As you start the queue, you get to pick one from three possible boosters, after which you get to choose another from a similar batch. You don’t get to see the list of cards in the booster, but those are sort of available on the mothership, although these are for the paper version, so not all of these exist on the Arena. Part of the problem is that in some cases you have up to four different versions of the deck available, so you can’t know which one you are choosing. Not that the differences are that big. They seem more like a joke than anything else. I guess the idea is to make certain cards more difficult to get, but the difference between the versions of a specific booster with the same name seems to be two cards.

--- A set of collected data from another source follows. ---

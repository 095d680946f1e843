use index_recreate::ports::report::{Level, Reporter};

/// Prints the narration on the standard output, warnings and errors on the
/// standard error.
#[derive(Debug, Default, Clone, Copy)]
pub struct ConsoleReporter;

impl Reporter for ConsoleReporter {
    fn report(&self, level: Level, message: &str) {
        match level {
            Level::Line | Level::Info => println!("{}", message),
            Level::Warn => eprintln!("[warning] {}", message),
            Level::Error => eprintln!("[error] {}", message),
        }
    }
}
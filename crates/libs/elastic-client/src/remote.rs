use elasticsearch::http::headers::HeaderMap;
use elasticsearch::http::transport::{SingleNodeConnectionPool, TransportBuilder};
use elasticsearch::http::Method;
use elasticsearch::Elasticsearch;
use semver::{Version, VersionReq};
use serde_json::Value;
use tracing::info;

use crate::errors::{ElasticClientError, Result};
use crate::settings::ElasticsearchStorageConfig;
use crate::ElasticSearchClient;

impl ElasticSearchClient {
    /// Opens a connection to the node at `config.url`, and checks that its
    /// version satisfies `config.version_req`.
    pub async fn conn(config: ElasticsearchStorageConfig) -> Result<Self> {
        let version_req = VersionReq::parse(&config.version_req).map_err(|source| {
            ElasticClientError::InvalidVersionRequirement {
                req: config.version_req.clone(),
                source,
            }
        })?;

        let pool = SingleNodeConnectionPool::new(config.url.clone());
        let transport = TransportBuilder::new(pool)
            .timeout(config.timeout)
            .build()?;

        let response = transport
            .send::<String, String>(
                Method::Get,
                "/",
                HeaderMap::new(),
                None, /* query_string */
                None, /* body */
                Some(config.timeout),
            )
            .await?;

        if !response.status_code().is_success() {
            return Err(ElasticClientError::ElasticSearchHttpError {
                status: response.status_code().as_u16(),
                body: response.text().await?,
            });
        }

        // Response similar to:
        // { "name": "node", "version": { "number": "7.17.9", ... }, ... }
        let json = response.json::<Value>().await?;
        let version = version_number(&json)?;

        if !version_req.matches(&version) {
            return Err(ElasticClientError::UnsupportedElasticSearchVersion(
                version,
            ));
        }

        info!("connected to elasticsearch {} at {}", version, config.url);
        let client = Elasticsearch::new(transport);
        Ok(ElasticSearchClient { client, config })
    }
}

pub(crate) fn version_number(json: &Value) -> Result<Version> {
    let number = json
        .get("version")
        .ok_or(ElasticClientError::InvalidJson {
            msg: String::from("expected 'version'"),
            json: json.clone(),
        })?
        .get("number")
        .ok_or(ElasticClientError::InvalidJson {
            msg: String::from("expected 'version.number'"),
            json: json.clone(),
        })?
        .as_str()
        .ok_or(ElasticClientError::InvalidJson {
            msg: String::from("expected JSON string"),
            json: json.clone(),
        })?;

    Ok(Version::parse(number)?)
}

Gameplay itself felt like something along the lines of a poor Core Set limited. Most of the mechanics are quite boring and there isn’t much of good interaction, which can lead to difficult situations. Gladly, there wasn’t an actual boardstall at any point in these games, but there were a couple of situations, where the opponent had some expensive way to keep me from attacking (such as [scryfall]Riptide Laboratory[/scryfall] + [scryfall]Exclusion Mage[/scryfall] and [scryfall]Tolarian Kraken[/scryfall] + [scryfall]Arcane Encyclopedia[/scryfall]), but knowing that they kept using all their mana and they didn’t have much interaction in their decks besides that, they were still losing the game. It would just take a little more time.

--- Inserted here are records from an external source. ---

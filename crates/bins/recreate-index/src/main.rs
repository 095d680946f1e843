use std::process::ExitCode;

use clap::Parser;
use snafu::{ResultExt, Snafu};
use tracing::info;
use tracing_subscriber::layer::SubscriberExt;
use tracing_subscriber::util::SubscriberInitExt;

use elastic_client::errors::ElasticClientError;
use elastic_client::ElasticSearchClient;
use index_config::load_index_definitions;
use index_recreate::ports::report::Reporter;
use index_recreate::readable::readable_error;
use index_recreate::{RecreateOrchestrator, RecreateRequest};
use recreate_index::console::ConsoleReporter;
use recreate_index::populate::CommandPopulator;
use recreate_index::{Command, ConfigError, Opts, Settings};

#[derive(Debug, Snafu)]
pub enum Error {
    #[snafu(display("Settings (Configuration or CLI) Error: {}", source))]
    Settings { source: ConfigError },

    #[snafu(display("Settings Display Error: {}", source))]
    SettingsDisplay { source: serde_json::Error },

    #[snafu(display("Elasticsearch Connection Error: {}", source))]
    ElasticsearchConnection { source: ElasticClientError },

    #[snafu(display("Index Definitions Error: {}", source))]
    IndexDefinitions { source: index_config::ConfigError },

    #[snafu(display("Recreation Error: {}", source))]
    Recreation { source: index_recreate::Error },
}

#[tokio::main]
async fn main() -> ExitCode {
    let opts = Opts::parse();
    tracing_subscriber::registry()
        .with(tracing_subscriber::EnvFilter::new(
            std::env::var("RUST_LOG")
                .unwrap_or_else(|_| "recreate_index=info,index_recreate=info".into()),
        ))
        .with(tracing_subscriber::fmt::layer())
        .init();

    match execute(opts).await {
        Ok(true) => ExitCode::SUCCESS,
        Ok(false) => ExitCode::FAILURE,
        Err(err) => {
            ConsoleReporter.error(&readable_error(&err));
            ExitCode::FAILURE
        }
    }
}

/// True when the command succeeded.
async fn execute(opts: Opts) -> Result<bool, Error> {
    let settings = Settings::new(&opts).context(SettingsSnafu)?;

    match opts.cmd {
        Command::Run => run(&opts, settings).await,
        Command::Config => {
            let json = serde_json::to_string_pretty(&settings).context(SettingsDisplaySnafu)?;
            println!("{}", json);
            Ok(true)
        }
    }
}

async fn run(opts: &Opts, settings: Settings) -> Result<bool, Error> {
    let logical = settings.logical_name(opts);
    let configs = match &settings.indexes_dir {
        Some(dir) => load_index_definitions(dir).context(IndexDefinitionsSnafu)?,
        None => Default::default(),
    };

    info!(
        "Trying to connect to elasticsearch at {}",
        &settings.elasticsearch.url
    );
    let client = ElasticSearchClient::conn(settings.elasticsearch.clone())
        .await
        .context(ElasticsearchConnectionSnafu)?;
    info!("Connected to elasticsearch.");

    let reporter = ConsoleReporter;
    let orchestrator = RecreateOrchestrator::new(
        client,
        CommandPopulator::new(&settings.populate),
        configs,
        reporter,
    );

    let request = RecreateRequest::new(logical).with_database(opts.database.clone());
    let outcome = orchestrator
        .recreate(&request)
        .await
        .context(RecreationSnafu)?;

    if outcome.is_success() {
        reporter.info("Index successfully recreated.");
    } else {
        reporter.error("Failed to recreate index.");
    }
    Ok(outcome.is_success())
}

The manabases are awful. Especially the vampires were difficult to play with the requirement for double colored mana. That was actually the reason I lost the one game. This is definitely better in some decks than others, but this could have been easily fixed by having more Thriving-lands in the decks or perhaps just in those with those color requirements.

There are some feel bad cards. [scryfall]Angel of the Dire Hour[/scryfall] isn’t exactly what one would like to thrash a new player with, but WotC seems to think it’s fine. (Admittedly, I’m not sure if this is only in the paper version.) And what’s wrong with the person who decided [scryfall]Whelming Wave[/scryfall] would be a good idea?

Admittedly, the gameplay was better than standard, as there was at times actual decision making and it was also better than most sealed, but that’s as far as I can go. Still, I can’t really justify the expenditure of 2000 gold or whatever it was in gems (400 or 500, I forget) with the poor prizes.

TL;DR: I am not a fan.

One thought on “MtG Arena Jumpstart Review

  1. … and it’s pretty much over. People have learned that they can keep on playing with the same deck as long as they want, so they they scoop very easily, taking the fun out of the gameplay.

    Also, the rewards are horrible, because of the lack of duplicate protection. What am I going to do with the fifth copy of Gadwick or [card]Woe Strider[/card]?